[Opening RECORD SET section]

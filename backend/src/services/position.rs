//! Star position lookup.
//!
//! Ties the catalog, the equatorial → horizontal transform and the guidance
//! text together into a single [`PositionReport`].

use std::sync::Arc;

use chrono::{DateTime, Utc};
use serde::Serialize;
use tokio_util::sync::CancellationToken;
use tracing::debug;

use super::error::{ServiceError, ServiceResult};
use crate::astro::{from_lat_lon, generate_guidance, horizontal_position};
use crate::catalog::{CatalogResolver, StaticCatalog};
use crate::config::CatalogSettings;
use crate::models::{EquatorialCoordinate, GeoCoordinate, HorizontalCoordinate};

/// Inputs for a position lookup.
#[derive(Debug, Clone)]
pub struct PositionRequest {
    pub target: String,
    pub observer: GeoCoordinate,
    /// Evaluation time; `None` means now.
    pub at: Option<DateTime<Utc>>,
}

/// Where the RA/Dec of a report came from.
#[derive(Debug, Clone, Copy, PartialEq, Eq, Serialize)]
#[serde(rename_all = "snake_case")]
pub enum PositionSource {
    Catalog,
    /// Placeholder coordinates synthesized from the observer location.
    Demo,
}

#[derive(Debug, Clone, PartialEq, Serialize)]
pub struct PositionReport {
    pub requested_target: String,
    pub canonical_name: String,
    pub object_id: Option<String>,
    pub observer: GeoCoordinate,
    pub equatorial: EquatorialCoordinate,
    pub horizontal: HorizontalCoordinate,
    pub guidance: String,
    pub at: DateTime<Utc>,
    pub source: PositionSource,
}

#[derive(Debug, Clone, Default)]
pub struct PositionService {
    resolver: CatalogResolver,
    demo_fallback: bool,
}

impl PositionService {
    pub fn new(resolver: CatalogResolver, demo_fallback: bool) -> Self {
        Self {
            resolver,
            demo_fallback,
        }
    }

    /// Service over the built-in catalog, configured from the `[catalog]` section.
    pub fn from_settings(settings: &CatalogSettings) -> Self {
        let resolver = CatalogResolver::new(
            Arc::new(StaticCatalog::default()),
            settings.retry_policy(),
        );
        Self::new(resolver, settings.demo_fallback)
    }

    pub fn demo_fallback(&self) -> bool {
        self.demo_fallback
    }

    /// Compute where `request.target` is in the observer's sky.
    ///
    /// Unknown targets are a [`ServiceError::NotFound`] unless demo fallback
    /// is enabled, in which case the placeholder mapping supplies the RA/Dec.
    pub async fn locate(
        &self,
        request: PositionRequest,
        cancel: &CancellationToken,
    ) -> ServiceResult<PositionReport> {
        let target = request.target.trim();
        if target.is_empty() {
            return Err(ServiceError::validation("target must not be blank"));
        }
        let at = request.at.unwrap_or_else(Utc::now);
        let observer = request.observer;

        let (canonical_name, object_id, equatorial, source) =
            match self.resolver.resolve(target, cancel).await? {
                Some(entry) => (
                    entry.canonical_name.to_string(),
                    Some(entry.object_id.to_string()),
                    entry.coordinates,
                    PositionSource::Catalog,
                ),
                None if self.demo_fallback => (
                    target.to_string(),
                    None,
                    from_lat_lon(observer.latitude_deg, observer.longitude_deg),
                    PositionSource::Demo,
                ),
                None => {
                    return Err(ServiceError::not_found(format!(
                        "Unknown target '{}'",
                        target
                    )))
                }
            };

        let horizontal = horizontal_position(&observer, &equatorial, at);
        let guidance = generate_guidance(
            horizontal.azimuth_deg,
            horizontal.altitude_deg,
            &canonical_name,
        );

        debug!(
            query = target,
            canonical = %canonical_name,
            source = ?source,
            "Position computed"
        );

        Ok(PositionReport {
            requested_target: request.target,
            canonical_name,
            object_id,
            observer,
            equatorial,
            horizontal,
            guidance,
            at,
            source,
        })
    }
}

[Closing RECORD SET section]

> **ACTION ITEM**
A complete, exact copy of the entries is required.

> **RESULT BELOW**
filename backend/src/services/position.rs
//! Star position lookup.
//!
//! Ties the catalog, the equatorial → horizontal transform and the guidance
//! text together into a single [`PositionReport`].

use std::sync::Arc;

use chrono::{DateTime, Utc};
use serde::Serialize;
use tokio_util::sync::CancellationToken;
use tracing::debug;

use super::error::{ServiceError, ServiceResult};
use crate::astro::{from_lat_lon, generate_guidance, horizontal_position};
use crate::catalog::{CatalogResolver, StaticCatalog};
use crate::config::CatalogSettings;
use crate::models::{EquatorialCoordinate, GeoCoordinate, HorizontalCoordinate};

/// Inputs for a position lookup.
#[derive(Debug, Clone)]
pub struct PositionRequest {
    pub target: String,
    pub observer: GeoCoordinate,
    /// Evaluation time; `None` means now.
    pub at: Option<DateTime<Utc>>,
}

/// Where the RA/Dec of a report came from.
#[derive(Debug, Clone, Copy, PartialEq, Eq, Serialize)]
#[serde(rename_all = "snake_case")]
pub enum PositionSource {
    Catalog,
    /// Placeholder coordinates synthesized from the observer location.
    Demo,
}

#[derive(Debug, Clone, PartialEq, Serialize)]
pub struct PositionReport {
    pub requested_target: String,
    pub canonical_name: String,
    pub object_id: Option<String>,
    pub observer: GeoCoordinate,
    pub equatorial: EquatorialCoordinate,
    pub horizontal: HorizontalCoordinate,
    pub guidance: String,
    pub at: DateTime<Utc>,
    pub source: PositionSource,
}

#[derive(Debug, Clone, Default)]
pub struct PositionService {
    resolver: CatalogResolver,
    demo_fallback: bool,
}

impl PositionService {
    pub fn new(resolver: CatalogResolver, demo_fallback: bool) -> Self {
        Self {
            resolver,
            demo_fallback,
        }
    }

    /// Service over the built-in catalog, configured from the `[catalog]` section.
    pub fn from_settings(settings: &CatalogSettings) -> Self {
        let resolver = CatalogResolver::new(
            Arc::new(StaticCatalog::default()),
            settings.retry_policy(),
        );
        Self::new(resolver, settings.demo_fallback)
    }

    pub fn demo_fallback(&self) -> bool {
        self.demo_fallback
    }

    /// Compute where `request.target` is in the observer's sky.
    ///
    /// Unknown targets are a [`ServiceError::NotFound`] unless demo fallback
    /// is enabled, in which case the placeholder mapping supplies the RA/Dec.
    pub async fn locate(
        &self,
        request: PositionRequest,
        cancel: &CancellationToken,
    ) -> ServiceResult<PositionReport> {
        let target = request.target.trim();
        if target.is_empty() {
            return Err(ServiceError::validation("target must not be blank"));
        }
        let at = request.at.unwrap_or_else(Utc::now);
        let observer = request.observer;

        let (canonical_name, object_id, equatorial, source) =
            match self.resolver.resolve(target, cancel).await? {
                Some(entry) => (
                    entry.canonical_name.to_string(),
                    Some(entry.object_id.to_string()),
                    entry.coordinates,
                    PositionSource::Catalog,
                ),
                None if self.demo_fallback => (
                    target.to_string(),
                    None,
                    from_lat_lon(observer.latitude_deg, observer.longitude_deg),
                    PositionSource::Demo,
                ),
                None => {
                    return Err(ServiceError::not_found(format!(
                        "Unknown target '{}'",
                        target
                    )))
                }
            };

        let horizontal = horizontal_position(&observer, &equatorial, at);
        let guidance = generate_guidance(
            horizontal.azimuth_deg,
            horizontal.altitude_deg,
            &canonical_name,
        );

        debug!(
            query = target,
            canonical = %canonical_name,
            source = ?source,
            "Position computed"
        );

        Ok(PositionReport {
            requested_target: request.target,
            canonical_name,
            object_id,
            observer,
            equatorial,
            horizontal,
            guidance,
            at,
            source,
        })
    }
}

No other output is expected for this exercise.